> _Directions_: For every line that contains the string "acceptable", pull that line out of the material below.
◆ ◆ ◆ ◆ ◆
use rand::Rng;
use serde::Serialize;

/// Acceptance constraints applied to every candidate token.
///
/// A plain configuration value, never mutated by generation.
#[derive(Serialize, Clone, Copy, Debug, PartialEq, Eq)]
#[serde(rename_all = "camelCase")]
pub struct GenerationConstraints {
	/// Shortest acceptable token, in characters.
	pub min_length: usize,

	/// Longest acceptable token; walks are also cut off at this length.
	pub max_length: usize,

	/// Rejected draws tolerated per token before giving up.
	pub max_attempts: usize,

	/// Accept tokens that are verbatim corpus words.
	pub allow_duplicates: bool,
}

impl Default for GenerationConstraints {
	/// Deterministic library defaults: the lower bound of each reference
	/// range, a budget of 100 attempts, corpus words rejected.
	fn default() -> Self {
		Self {
			min_length: 3,
			max_length: 6,
			max_attempts: 100,
			allow_duplicates: false,
		}
	}
}

impl GenerationConstraints {
	/// Defaults with the length bounds drawn from the reference ranges:
	/// `min_length` 3 or 4 and `max_length` 6 or 7, each with equal
	/// chance.
	///
	/// Interactive hosts use this to vary the shape of the output between
	/// invocations; library callers wanting reproducible behavior stick
	/// with `Default`.
	pub fn sampled<R: Rng + ?Sized>(rng: &mut R) -> Self {
		Self {
			min_length: if rng.random_bool(0.5) { 3 } else { 4 },
			max_length: if rng.random_bool(0.5) { 6 } else { 7 },
			..Self::default()
		}
	}
}

/// Draws a chain order from the reference default range: 3 or 4, with
/// equal chance.
///
/// Same policy as `GenerationConstraints::sampled`: an explicit opt-in
/// for hosts, never applied implicitly.
pub fn sampled_order<R: Rng + ?Sized>(rng: &mut R) -> usize {
	if rng.random_bool(0.5) { 3 } else { 4 }
}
◆ ◆ ◆ ◆ ◆
> _Solution for this exercise_:
	/// Shortest acceptable token, in characters.
	/// Longest acceptable token; walks are also cut off at this length.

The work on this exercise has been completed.